//! Heterogeneous infectivity.
//!
//! Each infected individual gets its own infectivity, drawn from an
//! age-dependent distribution. This lets the transmission model reproduce the
//! over-dispersion in secondary cases seen in real outbreaks (a few
//! individuals infect many, most infect few).
use super::{InfectionCourse, IntraHostModel};
use crate::{
    error::{ConfigError, DrawError},
    params::{constants as cte, AgeMap, DiseaseProgressionParameters, ParamStore},
    random::RandomSource,
    Age, DiseaseId, Real, MAX_AGE,
};
use getset::{CopyGetters, Getters};
use serde::{Deserialize, Serialize};
use std::convert::TryFrom;

/// Family of the per-individual infectivity distribution.
#[derive(Debug, Clone, Copy, PartialEq, Eq, Serialize, Deserialize)]
pub enum InfectivityDistribution {
    /// Uniform on `[location - scale / 2, location + scale / 2]`.
    Uniform,
}

impl TryFrom<i64> for InfectivityDistribution {
    type Error = ConfigError;

    fn try_from(code: i64) -> Result<Self, Self::Error> {
        match code {
            0 => Ok(InfectivityDistribution::Uniform),
            _ => Err(ConfigError::UnsupportedDistribution(code)),
        }
    }
}

/// Age-dependent infectivity distribution of one disease.
#[derive(Debug, Clone, PartialEq, Getters, CopyGetters)]
pub struct HeteroInfectivity {
    #[getset(get_copy = "pub")]
    distribution: InfectivityDistribution,

    /// Asymptomatic infectivity relative to symptomatic infectivity.
    #[getset(get_copy = "pub")]
    asymp_multiplier: Real,

    #[getset(get = "pub")]
    location: AgeMap,

    #[getset(get = "pub")]
    scale: AgeMap,
}

impl HeteroInfectivity {
    /// Build and validate. Fails if any age in `0..=MAX_AGE` has a negative
    /// scale or could draw a negative infectivity.
    pub fn new(
        distribution: InfectivityDistribution,
        asymp_multiplier: Real,
        location: AgeMap,
        scale: AgeMap,
    ) -> Result<Self, ConfigError> {
        if !asymp_multiplier.is_finite() || asymp_multiplier < 0.0 {
            return Err(ConfigError::NegativeMultiplier(asymp_multiplier));
        }
        let new = HeteroInfectivity {
            distribution,
            asymp_multiplier,
            location,
            scale,
        };
        new.check_non_negative()?;
        return Ok(new);
    }

    pub fn setup(store: &impl ParamStore, disease: DiseaseId) -> Result<Self, ConfigError> {
        let distribution =
            InfectivityDistribution::try_from(store.integer(cte::HETERO_DISTRIBUTION, disease)?)?;
        let multiplier = store.scalar(cte::HETERO_ASYMP_MULTIPLIER, disease)?;
        let location = store.age_map(cte::HETERO_LOCATION_MAP, disease)?;
        let scale = store.age_map(cte::HETERO_SCALE_MAP, disease)?;
        Self::new(distribution, multiplier, location, scale)
    }

    /// Smallest and largest infectivity that can be drawn at the given age.
    pub fn bounds(&self, age: Age) -> (Real, Real) {
        match self.distribution {
            InfectivityDistribution::Uniform => {
                let loc = self.location.value_at(age);
                let half = self.scale.value_at(age) / 2.0;
                (loc - half, loc + half)
            }
        }
    }

    fn check_non_negative(&self) -> Result<(), ConfigError> {
        for age in 0..=MAX_AGE {
            let scale = self.scale.value_at(age);
            if scale < 0.0 {
                return Err(ConfigError::NegativeScale { age, scale });
            }
            let (lower, _) = self.bounds(age);
            if lower < 0.0 {
                return Err(ConfigError::NegativeInfectivity {
                    age,
                    location: self.location.value_at(age),
                    scale: self.scale.value_at(age),
                });
            }
        }
        Ok(())
    }

    /// Draw the infectivity of a symptomatic individual of the given age.
    pub fn symptomatic_infectivity(
        &self,
        age: Age,
        rng: &mut impl RandomSource,
    ) -> Result<Real, DrawError> {
        if age > MAX_AGE {
            return Err(DrawError::AgeOutOfRange(age));
        }
        let value = match self.distribution {
            InfectivityDistribution::Uniform => {
                let loc = self.location.value_at(age);
                let scale = self.scale.value_at(age);
                (loc - scale / 2.0) + scale * rng.uniform()
            }
        };
        if !value.is_finite() || value < 0.0 {
            return Err(DrawError::InvalidInfectivity { age, value });
        }
        Ok(value)
    }

    /// Draw the infectivity of an asymptomatic individual of the given age.
    ///
    /// This is the multiplier times a fresh symptomatic draw, not a transform
    /// of a previous one.
    pub fn asymptomatic_infectivity(
        &self,
        age: Age,
        rng: &mut impl RandomSource,
    ) -> Result<Real, DrawError> {
        Ok(self.asymp_multiplier * self.symptomatic_infectivity(age, rng)?)
    }
}

/// Intra-host model with per-individual, age-dependent infectivity.
#[derive(Debug, Clone, PartialEq, Getters)]
#[getset(get = "pub")]
pub struct HeteroIntraHost {
    progression: DiseaseProgressionParameters,
    infectivity: HeteroInfectivity,
}

impl HeteroIntraHost {
    pub fn new(progression: DiseaseProgressionParameters, infectivity: HeteroInfectivity) -> Self {
        HeteroIntraHost {
            progression,
            infectivity,
        }
    }
}

impl IntraHostModel for HeteroIntraHost {
    fn setup(store: &impl ParamStore, disease: DiseaseId) -> Result<Self, ConfigError> {
        let progression = DiseaseProgressionParameters::setup(store, disease)?;
        let infectivity = HeteroInfectivity::setup(store, disease)?;
        Ok(Self::new(progression, infectivity))
    }

    fn progression(&self) -> &DiseaseProgressionParameters {
        &self.progression
    }

    fn draw_course<R: RandomSource>(
        &self,
        age: Age,
        rng: &mut R,
    ) -> Result<InfectionCourse, DrawError> {
        InfectionCourse::draw(&self.progression, rng, |rng| {
            let symptomatic = self.infectivity.symptomatic_infectivity(age, rng)?;
            let asymptomatic = self.infectivity.asymptomatic_infectivity(age, rng)?;
            Ok((symptomatic, asymptomatic))
        })
    }
}

#[cfg(test)]
mod tests {
    use super::*;
    use crate::{
        infection::{uniform_loads, Exposure},
        params::ParamFile,
        random::seeded_rng,
    };
    use assert_approx_eq::assert_approx_eq;

    fn uniform(loc: Real, scale: Real, multiplier: Real) -> Result<HeteroInfectivity, ConfigError> {
        HeteroInfectivity::new(
            InfectivityDistribution::Uniform,
            multiplier,
            AgeMap::constant("location", loc).unwrap(),
            AgeMap::constant("scale", scale).unwrap(),
        )
    }

    #[test]
    fn draws_stay_within_bounds() {
        let location = AgeMap::new("location", vec![(0, 17), (18, 109)], vec![1.0, 4.0]).unwrap();
        let scale = AgeMap::new("scale", vec![(0, 17), (18, 109)], vec![2.0, 1.0]).unwrap();
        let model =
            HeteroInfectivity::new(InfectivityDistribution::Uniform, 0.5, location, scale).unwrap();
        let mut rng = seeded_rng(8);
        for &age in [3u8, 40, 109].iter() {
            let (lo, hi) = model.bounds(age);
            for _ in 0..1_000 {
                let x = model.symptomatic_infectivity(age, &mut rng).unwrap();
                assert!(lo <= x && x <= hi);
                let y = model.asymptomatic_infectivity(age, &mut rng).unwrap();
                assert!(0.5 * lo <= y && y <= 0.5 * hi);
            }
        }
    }

    #[test]
    fn uniform_draw_has_expected_mean() {
        let model = uniform(3.0, 2.0, 1.0).unwrap();
        let mut rng = seeded_rng(5);
        let n = 50_000;
        let mean = (0..n)
            .map(|_| model.symptomatic_infectivity(30, &mut rng).unwrap())
            .sum::<Real>()
            / n as Real;
        assert_approx_eq!(mean, 3.0, 0.02);
    }

    #[test]
    fn asymptomatic_draw_is_independent() {
        let model = uniform(5.0, 4.0, 2.0).unwrap();
        let mut a = seeded_rng(99);
        let mut b = seeded_rng(99);
        let first = model.symptomatic_infectivity(20, &mut a).unwrap();
        let _ = model.symptomatic_infectivity(20, &mut b).unwrap();
        let second = model.symptomatic_infectivity(20, &mut a).unwrap();
        let asymp = model.asymptomatic_infectivity(20, &mut b).unwrap();
        assert_approx_eq!(asymp, 2.0 * second);
        assert!(first != second);
    }

    #[test]
    fn rejects_possibly_negative_infectivity() {
        assert!(uniform(1.0, 2.0, 1.0).is_ok());
        assert!(matches!(
            uniform(1.0, 2.5, 1.0),
            Err(ConfigError::NegativeInfectivity { age: 0, .. })
        ));

        let location = AgeMap::new("location", vec![(0, 64), (65, 109)], vec![2.0, 0.1]).unwrap();
        let scale = AgeMap::constant("scale", 1.0).unwrap();
        let res = HeteroInfectivity::new(InfectivityDistribution::Uniform, 1.0, location, scale);
        assert!(matches!(res, Err(ConfigError::NegativeInfectivity { age: 65, .. })));
    }

    #[test]
    fn negative_scales_have_their_own_error() {
        assert!(matches!(
            uniform(0.2, -1.0, 1.0),
            Err(ConfigError::NegativeScale { age: 0, .. })
        ));

        let location = AgeMap::constant("location", 5.0).unwrap();
        let scale = AgeMap::new("scale", vec![(0, 79), (80, 109)], vec![1.0, -0.5]).unwrap();
        let res = HeteroInfectivity::new(InfectivityDistribution::Uniform, 1.0, location, scale);
        assert!(matches!(res, Err(ConfigError::NegativeScale { age: 80, .. })));
    }

    #[test]
    fn rejects_negative_multiplier() {
        assert!(matches!(
            uniform(1.0, 0.0, -0.5),
            Err(ConfigError::NegativeMultiplier(_))
        ));
    }

    #[test]
    fn unsupported_distribution_is_fatal() {
        assert!(matches!(
            InfectivityDistribution::try_from(1),
            Err(ConfigError::UnsupportedDistribution(1))
        ));
    }

    #[test]
    fn ages_beyond_tables_are_rejected_at_draw_time() {
        let model = uniform(1.0, 0.0, 1.0).unwrap();
        let mut rng = seeded_rng(1);
        assert_eq!(
            model.symptomatic_infectivity(110, &mut rng),
            Err(DrawError::AgeOutOfRange(110))
        );
    }

    const DEGENERATE: &str = r#"
        [[disease]]
        symp = 1.0
        infection_model = 0
        days_latent = [1.0]
        days_asymp = [1.0]
        days_symp = [1.0]
        hetero_infectivity_distribution = 0
        hetero_infectivity_asymp_multiplier = 2.0
        hetero_infectivity_location_map = { ages = [[0, 109]], values = [10.0] }
        hetero_infectivity_scale_map = { ages = [[0, 109]], values = [0.0] }
    "#;

    #[test]
    fn zero_length_stages_give_empty_trajectories() {
        let store: ParamFile = DEGENERATE.parse().unwrap();
        let model = HeteroIntraHost::setup(&store, 0).unwrap();
        assert_eq!(model.max_days(), 0);

        let mut rng = seeded_rng(17);
        let loads = uniform_loads(&[0, 1], 1.0);
        for age in 0..=MAX_AGE {
            let traj = model
                .get_trajectory(&Exposure::new(age, 0), &loads, &mut rng)
                .unwrap();
            assert_eq!(traj.infectivity(0), Some(&[][..]));
            assert_eq!(traj.infectivity(1), Some(&[][..]));
            assert!(traj.symptomaticity().is_empty());

            let course = model.draw_course(age, &mut rng).unwrap();
            assert_eq!(course.symptomatic_infectivity, 10.0);
            assert_eq!(course.asymptomatic_infectivity, 20.0);
        }
    }

    #[test]
    fn setup_rejects_negative_infectivity() {
        let data = DEGENERATE.replace("values = [0.0]", "values = [30.0]");
        let store: ParamFile = data.parse().unwrap();
        assert!(matches!(
            HeteroIntraHost::setup(&store, 0),
            Err(ConfigError::NegativeInfectivity { .. })
        ));
    }
}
# # #
**Exercise directions**: Each line of the records that holds the word "AgeOutOfRange" should be copied out.

**Task output**:
            return Err(DrawError::AgeOutOfRange(age));
            Err(DrawError::AgeOutOfRange(110))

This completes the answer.